### Exercise:
When you find the word "ChatSession" in a line of the entries, please copy the whole line.

### Data in this exercise:

+++

//! Chat session orchestration.
//!
//! A [`ChatSession`] owns the conversation and the function-call queue and
//! drives each user turn through the pipeline. Stage failures never escape as
//! errors: they are written into the conversation as assistant text. The
//! only errors returned are caller mistakes, such as approving an unknown or
//! already-settled call.
//!
//! All operations take `&mut self`, so a session processes one turn at a time.

use crate::credentials::CredentialStore;
use crate::error::{ChatError, Result};
use crate::executor::FunctionExecutor;
use crate::functions::{is_read_only, FunctionCall, FunctionStatus};
use crate::pipeline::{
    FunctionResolver, GenerationSettings, IntentClassifier, Interpreter, ResolverSettings,
};
use llm::{ChatMessage, ChatModel, ChatRole, ToolResolver};
use serde::{Deserialize, Serialize};
use serde_json::{json, Value};
use std::sync::Arc;
use tracing::{debug, error, info};

/// Placeholder while a read-only call is resolved and executed.
pub const CHECKING_PLACEHOLDER: &str = "I'm checking that information for you...";
/// Placeholder while an approved call executes.
pub const PROCESSING_PLACEHOLDER: &str = "I'm processing your request...";
/// Shown when the resolver names no usable function.
pub const UNRESOLVED_MESSAGE: &str =
    "I couldn't determine the specific function needed. Could you please provide more details?";
/// Recorded on calls the user turns down.
pub const REJECTED_BY_USER: &str = "Rejected by user";

/// A conversation message with a session-unique id.
#[derive(Debug, Clone, PartialEq, Serialize, Deserialize)]
pub struct SessionMessage {
    pub id: String,
    #[serde(flatten)]
    pub message: ChatMessage,
}

impl SessionMessage {
    fn new(message: ChatMessage) -> Self {
        Self {
            id: uuid::Uuid::new_v4().to_string(),
            message,
        }
    }

    pub fn role(&self) -> ChatRole {
        self.message.role
    }

    pub fn content(&self) -> &str {
        &self.message.content
    }
}

/// What happened to the function side of a turn.
#[derive(Debug, Clone, PartialEq, Eq)]
pub enum CallDisposition {
    /// The model answered conversationally.
    None,
    /// A read-only call ran without approval.
    AutoExecuted { call_id: String },
    /// A mutating call is queued for the user.
    AwaitingApproval { call_id: String },
    /// A function was needed but none could be identified.
    Unresolved,
    /// Resolution or execution failed; the text is already in the conversation.
    Failed { error: String },
}

/// Result of submitting one user message.
#[derive(Debug, Clone, PartialEq, Eq)]
pub struct TurnOutcome {
    /// The conversational reply, sentinel removed.
    pub reply: String,
    /// Final text of the placeholder message, when a function was needed.
    pub follow_up: Option<String>,
    pub disposition: CallDisposition,
}

/// Tunables for a session.
#[derive(Debug, Clone, Default, PartialEq)]
pub struct SessionOptions {
    pub generation: GenerationSettings,
    pub resolver: ResolverSettings,
    /// Show `function` messages in [`ChatSession::visible_messages`].
    pub debug: bool,
}

/// A single user's conversation with the assistant.
pub struct ChatSession {
    classifier: IntentClassifier,
    resolver: FunctionResolver,
    interpreter: Interpreter,
    executor: Arc<dyn FunctionExecutor>,
    credentials: Arc<dyn CredentialStore>,
    messages: Vec<SessionMessage>,
    function_calls: Vec<FunctionCall>,
    debug: bool,
}

impl ChatSession {
    pub fn new(
        conversation: Arc<dyn ChatModel>,
        resolver: Arc<dyn ToolResolver>,
        executor: Arc<dyn FunctionExecutor>,
        credentials: Arc<dyn CredentialStore>,
        options: SessionOptions,
    ) -> Self {
        Self {
            classifier: IntentClassifier::new(conversation.clone(), options.generation),
            resolver: FunctionResolver::new(resolver, options.resolver),
            interpreter: Interpreter::new(conversation, options.generation),
            executor,
            credentials,
            messages: Vec::new(),
            function_calls: Vec::new(),
            debug: options.debug,
        }
    }

    /// Run one user turn through the pipeline.
    ///
    /// Returns `Ok(None)` for blank input, which is ignored.
    pub async fn submit(&mut self, text: &str) -> Result<Option<TurnOutcome>> {
        let text = text.trim();
        if text.is_empty() {
            return Ok(None);
        }

        let history: Vec<ChatMessage> = self.messages.iter().map(|m| m.message.clone()).collect();
        self.push(ChatMessage::user(text));

        let classification = self
            .classifier
            .classify(&history, text, self.credentials.as_ref())
            .await;
        self.push(ChatMessage::assistant(classification.text.clone()));

        if !classification.function_needed {
            return Ok(Some(TurnOutcome {
                reply: classification.text,
                follow_up: None,
                disposition: CallDisposition::None,
            }));
        }

        let placeholder = self.push(ChatMessage::assistant(CHECKING_PLACEHOLDER));

        let disposition = match self.resolver.resolve(text, self.credentials.as_ref()).await {
            Err(e) => {
                let message = match &e {
                    ChatError::Credential(c) => c.to_string(),
                    other => format!("I encountered an error while processing your request: {}", other),
                };
                self.replace(&placeholder, message);
                CallDisposition::Failed { error: e.to_string() }
            }
            Ok(None) => {
                self.replace(&placeholder, UNRESOLVED_MESSAGE);
                CallDisposition::Unresolved
            }
            Ok(Some(call)) => {
                let call_id = call.id.clone();
                let read_only = is_read_only(&call.name);
                info!(function = %call.name, id = %call_id, read_only, "Function gated");
                let name = call.name.clone();
                self.function_calls.push(call);

                if read_only {
                    self.run_call(
                        &call_id,
                        Some(text),
                        &placeholder,
                        "I encountered an error while checking that information",
                    )
                    .await?
                } else {
                    self.replace(
                        &placeholder,
                        format!(
                            "I need your approval to execute the {} function. Please check the transaction queue.",
                            name
                        ),
                    );
                    CallDisposition::AwaitingApproval { call_id }
                }
            }
        };

        Ok(Some(TurnOutcome {
            reply: classification.text,
            follow_up: self.message_text(&placeholder),
            disposition,
        }))
    }

    /// Approve and execute a pending call. Returns the assistant's reply.
    pub async fn approve(&mut self, id: &str) -> Result<String> {
        self.call_mut(id)?.approve()?;
        info!(id = %id, "Function approved");

        let placeholder = self.push(ChatMessage::assistant(PROCESSING_PLACEHOLDER));
        self.run_call(
            id,
            None,
            &placeholder,
            "I encountered an error while processing your request",
        )
        .await?;

        Ok(self.message_text(&placeholder).unwrap_or_default())
    }

    /// Decline a pending or approved call.
    pub fn reject(&mut self, id: &str) -> Result<()> {
        self.call_mut(id)?.reject(REJECTED_BY_USER)?;
        info!(id = %id, "Function rejected by user");
        Ok(())
    }

    /// Forget the conversation and every function call.
    pub fn new_conversation(&mut self) {
        debug!(
            messages = self.messages.len(),
            calls = self.function_calls.len(),
            "Starting new conversation"
        );
        self.messages.clear();
        self.function_calls.clear();
    }

    /// Messages to show the user; `function` messages only in debug mode.
    pub fn visible_messages(&self) -> Vec<&SessionMessage> {
        self.messages
            .iter()
            .filter(|m| self.debug || m.role() != ChatRole::Function)
            .collect()
    }

    /// Calls awaiting the user's decision.
    pub fn pending_calls(&self) -> Vec<&FunctionCall> {
        self.function_calls
            .iter()
            .filter(|c| c.status == FunctionStatus::Pending)
            .collect()
    }

    pub fn messages(&self) -> &[SessionMessage] {
        &self.messages
    }

    pub fn function_calls(&self) -> &[FunctionCall] {
        &self.function_calls
    }

    pub fn function_call(&self, id: &str) -> Option<&FunctionCall> {
        self.function_calls.iter().find(|c| c.id == id)
    }

    pub fn is_debug(&self) -> bool {
        self.debug
    }

    pub fn set_debug(&mut self, debug: bool) {
        self.debug = debug;
    }

    /// Execute a call already in the queue and settle it.
    async fn run_call(
        &mut self,
        id: &str,
        question: Option<&str>,
        placeholder: &str,
        error_prefix: &str,
    ) -> Result<CallDisposition> {
        let call = self
            .function_call(id)
            .cloned()
            .ok_or_else(|| ChatError::NotFound(format!("function call {}", id)))?;

        match self.executor.execute(&call).await {
            Ok(result) => {
                self.call_mut(id)?.mark_executed(result.clone())?;
                let reply = self
                    .interpreter
                    .interpret(question, &call, &result, self.credentials.as_ref())
                    .await;
                self.replace(placeholder, reply);
                self.push(function_message(&call, &result)?);
                Ok(CallDisposition::AutoExecuted {
                    call_id: call.id,
                })
            }
            Err(e) => {
                error!(function = %call.name, id = %call.id, error = %e, "Function execution failed");
                self.replace(placeholder, format!("{}: {}", error_prefix, e));
                self.call_mut(id)?.reject(e.to_string())?;
                Ok(CallDisposition::Failed {
                    error: e.to_string(),
                })
            }
        }
    }

    fn push(&mut self, message: ChatMessage) -> String {
        let message = SessionMessage::new(message);
        let id = message.id.clone();
        self.messages.push(message);
        id
    }

    fn replace(&mut self, id: &str, content: impl Into<String>) {
        if let Some(message) = self.messages.iter_mut().find(|m| m.id == id) {
            message.message.content = content.into();
        }
    }

    fn message_text(&self, id: &str) -> Option<String> {
        self.messages
            .iter()
            .find(|m| m.id == id)
            .map(|m| m.message.content.clone())
    }

    fn call_mut(&mut self, id: &str) -> Result<&mut FunctionCall> {
        self.function_calls
            .iter_mut()
            .find(|c| c.id == id)
            .ok_or_else(|| ChatError::NotFound(format!("function call {}", id)))
    }
}

/// The debug record appended after every execution.
fn function_message(call: &FunctionCall, result: &Value) -> Result<ChatMessage> {
    let content = serde_json::to_string_pretty(&json!({
        "function_name": call.name,
        "arguments": call.arguments,
        "result": result,
        "timestamp": chrono::Utc::now().to_rfc3339(),
    }))?;
    Ok(ChatMessage::function(&call.name, content))
}
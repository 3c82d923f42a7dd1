//! Configuration management for AxiosChat

pub mod loader;
pub mod schema;

pub use loader::ConfigLoader;
pub use schema::{
    config_home, AxiosConfig, ConversationConfig, ConversationProvider, CredentialsConfig,
    ExecutorConfig, LoggingConfig, ResolverConfig, SessionConfig,
};
//! Terminal front end: REPL, one-shot questions, key management and logging.

pub mod chat;
pub mod keys;
pub mod logging;

pub use chat::{run_ask, run_repl, ReplCommand};
pub use keys::{handle_set, handle_show};
pub use logging::init_logging;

+++

### Response to this task:
//! A [`ChatSession`] owns the conversation and the function-call queue and
    /// Show `function` messages in [`ChatSession::visible_messages`].
pub struct ChatSession {
impl ChatSession {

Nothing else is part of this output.